The applicant's methodology is different, and among other things is based on cumulative effects of providing electrical pulses to the vagus nerve(s) its branches or parts thereof. Complex and/or rectangular electrical pulses are provided to vagus nerve(s) to increase and/or decrease rCBF to selective parts/regions of the brain according to the specific nature of the disorder, and/or alter neurochemicals in the brain without regard to synchronization or de-sychronization of patient's EEG. Further, the applicant's invention is based on an open loop system wherein the physician determines the programs and/or parameters for stimulation and/or blocking for the patient.

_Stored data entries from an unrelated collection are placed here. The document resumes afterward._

//! `consync sync` / `consync sync-contract`: push contracts in-process.

use anyhow::{bail, Result};
use clap::Args;
use colored::Colorize;

use consync_core::OrderNo;
use consync_sync::{BatchSummary, ContractOutcome};

use super::{home, orchestrator};

/// Arguments for `consync sync`.
#[derive(Args, Debug)]
pub struct SyncArgs {
    /// Contracts per run; defaults to `sync.batch_size` from the config.
    #[arg(long)]
    pub batch_size: Option<i64>,
}

impl SyncArgs {
    pub fn run(self) -> Result<()> {
        let home = home()?;
        let (config, orchestrator) = orchestrator(&home)?;
        let batch_size = self
            .batch_size
            .unwrap_or_else(|| i64::from(config.sync.batch_size));

        let summary = orchestrator.sync(batch_size);
        print_summary(&summary);
        match summary {
            BatchSummary::TokenFailed { .. } | BatchSummary::SourceFailed { .. } => {
                bail!("{summary}")
            }
            BatchSummary::Completed { failed, .. } if failed > 0 => {
                bail!("{failed} contract(s) failed to sync")
            }
            _ => Ok(()),
        }
    }
}

/// Arguments for `consync sync-contract`.
#[derive(Args, Debug)]
pub struct SyncContractArgs {
    /// Source order number of the contract.
    pub order_no: String,
}

impl SyncContractArgs {
    pub fn run(self) -> Result<()> {
        let home = home()?;
        let (_, orchestrator) = orchestrator(&home)?;

        let outcome = orchestrator.sync_contract(&OrderNo::from(self.order_no));
        print_outcome(&outcome);
        if !outcome.is_success() {
            bail!("{outcome}");
        }
        Ok(())
    }
}

fn print_summary(summary: &BatchSummary) {
    if let BatchSummary::Completed { outcomes, .. } = summary {
        for outcome in outcomes {
            print_outcome(outcome);
        }
    }
    let line = summary.to_string();
    match summary {
        BatchSummary::TokenFailed { .. } | BatchSummary::SourceFailed { .. } => {
            println!("{}", line.red())
        }
        BatchSummary::Idle => println!("{line}"),
        BatchSummary::Completed { failed, .. } if *failed > 0 => println!("{}", line.yellow()),
        BatchSummary::Completed { .. } => println!("{}", line.green()),
    }
}

fn print_outcome(outcome: &ContractOutcome) {
    match outcome {
        ContractOutcome::Synced { .. } => println!("  {} {outcome}", "✓".green()),
        ContractOutcome::Failed { order_no, message } => {
            println!("  {} {order_no}: {message}", "✗".red())
        }
    }
}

The means and functionality of the applicant's invention does not rely on VNS-induced EEG changes, and is relevant since an intent of Zabara and Wernicke et al. teachings is to have a feedback system, wherein a sensor in the implantable system responds to EEG changes providing vagus nerve stimulation. Applicant's methodology is based on an open-loop system where the physician determines the parameters/programs for vagus nerve stimulation (and blocking). If the selected parameters or programs are uncomfortable, or are not tolerated by the patient, the electrical parameters are re-programmed. Advantageously, according to this disclosure, some re-programming or parameter adjustment may be done from a remote location, over a wide area network. A method of remote communication for neuromodulation therapy system is disclosed in commonly assigned U.S. Pat. No. 6,662,052 B1 and applicant's co-pending application Ser. No. 10/730,513 (Boveja).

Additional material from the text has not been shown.